Undiagnosed day 2016

Published April 28, 2016 by swanfreddie

We recently were lucky enough to be able to share Freddie’s story in the media. We had an article in the local paper & a feature on the regional news & radio.
13043310_918346904944697_8104755706952899633_nThe reason behind this was that the 29th April is national undiagnosed children’s day and we wanted to do our bit to raise awareness. It’s a daunting experience sharing a story so personal with the media. Telling your story to a journalist who will then retell it to their audience is quite a scary situation to find yourself in. What if they don’t tell it properly? What if we end up coming across badly? What if they missed out vital parts of our story? All the questions that went through my head as I agreed to let people into my home to interview and record my family. Luckily the journalists did a great job of highlighting what being undiagnosed if all about. But there’s only so much time that can be spent telling one families story so obviously only a small part of your life can actually be told. So as grateful as I am for the time that has been spent by various people listening to Freddie’s story and helping us tell it to a wider audience I feel like I need to do this blog to fill in the gaps. To fill in the parts that weren’t mentioned.
Before we agreed to do the news feature we spoke to them about what kind of information they wanted on Freddie and this was the kind of things they wanted to know – 


1. Tell me a bit about Freddie and how his condition affects him.
Freddie is 5 years old now and as soon as he was born we were aware something wasn’t quite right. He didn’t present as a typical child would, his facial features and the way his body looked were’t quite as you’d expect. A few hours after birth we were told he more than likely had some kind of syndrome and the doctors would perform some tests on Freddie to see what exactly was going on with him. And since that day we have no answers as to what this syndrome is. It stops him from being able to walk or talk, he has feeding issue with a feeding tube in his tummy, takes up to 14 medicines a day, is beginning to develop a curve in his spine, has epilepsy as well as a long long list of other health issues. He needs 24/7 care. He is unable to do any aspect of his care himself and relies solely upon us to help him and I suppose keep him alive.

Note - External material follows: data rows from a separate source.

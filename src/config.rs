// src/config.rs

use std::{env, fmt::Display, str::FromStr, sync::Arc, time::Duration};

use anyhow::{anyhow, Context};
use sqlx::{postgres::PgPoolOptions, PgPool};

use crate::{
    common::i18n::I18nStore,
    services::{
        auth::AuthService,
        authorization::{AuthorizationPolicy, FeedbackUpdatePolicy},
        feedback_service::FeedbackService,
        reply_service::ReplyService,
        user_service::UserService,
    },
};

/// Configuração lida do ambiente (com suporte a `.env`).
#[derive(Debug, Clone)]
pub struct Settings {
    pub database_url: String,
    pub jwt_secret: String,
    pub server_addr: String,
    pub db_max_connections: u32,
    pub token_ttl_hours: i64,
    /// `None` libera qualquer origem.
    pub cors_origin: Option<String>,
    pub policy: AuthorizationPolicy,
}

impl Settings {
    pub fn from_env() -> anyhow::Result<Self> {
        dotenvy::dotenv().ok();
        Self::from_lookup(|key| env::var(key).ok())
    }

    pub fn from_lookup<F>(lookup: F) -> anyhow::Result<Self>
    where
        F: Fn(&str) -> Option<String>,
    {
        let required = |key: &str| {
            lookup(key)
                .filter(|v| !v.trim().is_empty())
                .ok_or_else(|| anyhow!("{} deve ser definida", key))
        };

        Ok(Self {
            database_url: required("DATABASE_URL")?,
            jwt_secret: required("JWT_SECRET")?,
            server_addr: lookup("SERVER_ADDR").unwrap_or_else(|| "0.0.0.0:3000".to_string()),
            db_max_connections: parse_or(&lookup, "DB_MAX_CONNECTIONS", 5)?,
            token_ttl_hours: parse_or(&lookup, "TOKEN_TTL_HOURS", 24)?,
            cors_origin: lookup("CORS_ORIGIN").filter(|v| !v.trim().is_empty()),
            policy: AuthorizationPolicy {
                feedback_update: parse_or(&lookup, "FEEDBACK_UPDATE_POLICY", FeedbackUpdatePolicy::Open)?,
                admin_may_reply: parse_or(&lookup, "REPLY_ADMIN_BYPASS", false)?,
            },
        })
    }
}

fn parse_or<F, T>(lookup: &F, key: &str, default: T) -> anyhow::Result<T>
where
    F: Fn(&str) -> Option<String>,
    T: FromStr,
    T::Err: Display,
{
    match lookup(key) {
        Some(raw) => raw
            .trim()
            .parse()
            .map_err(|e| anyhow!("Valor inválido para {}: {}", key, e)),
        None => Ok(default),
    }
}

// O estado compartilhado que será acessível em toda a aplicação
#[derive(Clone)]
pub struct AppState {
    pub db_pool: PgPool,
    pub settings: Arc<Settings>,
    pub i18n_store: Arc<I18nStore>,
    pub auth_service: AuthService,
    pub user_service: UserService,
    pub feedback_service: FeedbackService,
    pub reply_service: ReplyService,
}

impl AppState {
    pub async fn new() -> anyhow::Result<Self> {
        let settings = Settings::from_env()?;

        let db_pool = PgPoolOptions::new()
            .max_connections(settings.db_max_connections)
            .acquire_timeout(Duration::from_secs(3))
            .connect(&settings.database_url)
            .await
            .context("Falha ao conectar ao banco de dados")?;

        tracing::info!("✅ Conexão com o banco de dados estabelecida com sucesso!");

        Self::build(settings, db_pool)
    }

    /// Monta o gráfico de dependências sobre um pool já criado.
    pub fn build(settings: Settings, db_pool: PgPool) -> anyhow::Result<Self> {
        let i18n_store = Arc::new(I18nStore::load()?);

        let auth_service = AuthService::new(
            db_pool.clone(),
            settings.jwt_secret.clone(),
            chrono::Duration::hours(settings.token_ttl_hours),
        );
        let user_service = UserService::new(db_pool.clone());
        let feedback_service = FeedbackService::new(db_pool.clone(), settings.policy);
        let reply_service = ReplyService::new(db_pool.clone(), settings.policy);

        Ok(Self {
            db_pool,
            settings: Arc::new(settings),
            i18n_store,
            auth_service,
            user_service,
            feedback_service,
            reply_service,
        })
    }
}

#[cfg(test)]
mod tests {
    use super::*;
    use std::collections::HashMap;

    fn settings(vars: &[(&str, &str)]) -> anyhow::Result<Settings> {
        let vars: HashMap<String, String> = vars
            .iter()
            .map(|(k, v)| (k.to_string(), v.to_string()))
            .collect();
        Settings::from_lookup(|key| vars.get(key).cloned())
    }

    const REQUIRED: [(&str, &str); 2] = [
        ("DATABASE_URL", "postgres://localhost/echobox"),
        ("JWT_SECRET", "segredo"),
    ];

    #[test]
    fn defaults_apply_when_optional_vars_are_missing() {
        let s = settings(&REQUIRED).unwrap();

        assert_eq!(s.server_addr, "0.0.0.0:3000");
        assert_eq!(s.db_max_connections, 5);
        assert_eq!(s.token_ttl_hours, 24);
        assert_eq!(s.cors_origin, None);
        assert_eq!(s.policy, AuthorizationPolicy::default());
    }

    #[test]
    fn policy_knobs_are_read() {
        let mut vars = REQUIRED.to_vec();
        vars.push(("FEEDBACK_UPDATE_POLICY", "Restricted"));
        vars.push(("REPLY_ADMIN_BYPASS", "true"));
        vars.push(("CORS_ORIGIN", "http://localhost:5173"));

        let s = settings(&vars).unwrap();

        assert_eq!(s.policy.feedback_update, FeedbackUpdatePolicy::Restricted);
        assert!(s.policy.admin_may_reply);
        assert_eq!(s.cors_origin.as_deref(), Some("http://localhost:5173"));
    }

    #[test]
    fn missing_secret_is_an_error() {
        let err = settings(&[("DATABASE_URL", "postgres://localhost/echobox")]).unwrap_err();
        assert!(err.to_string().contains("JWT_SECRET"));
    }

    #[test]
    fn unparsable_values_are_errors() {
        let mut vars = REQUIRED.to_vec();
        vars.push(("TOKEN_TTL_HOURS", "um dia"));
        assert!(settings(&vars).is_err());

        let mut vars = REQUIRED.to_vec();
        vars.push(("FEEDBACK_UPDATE_POLICY", "talvez"));
        assert!(settings(&vars).is_err());
    }
}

2. How does not knowing what his condition is affect any treatment he can have and how you care for him.
Not knowing what Freddie has means we can only treat what we know about Freddie. We can treat his epilepsy with medicines and keep him growing by feeding him via his feeding tube but we can’t be prepared for anything that may come in the future. When you know what syndrome a child has you get some kind of idea as to what you can expect, they may develop heart issues so that can be closely monitored or they may have kidney or lung problems so these things can be kept an eye on so with Freddie we just aren’t prepared for what may happened.

You also find support harder to access as without a diagnosis theres often the assumption that it can’t be that serious, how can it be if theres no name for it? Every form you fill in the first question you will have to answer is what is the childs diagnosis, it can be very frustrating.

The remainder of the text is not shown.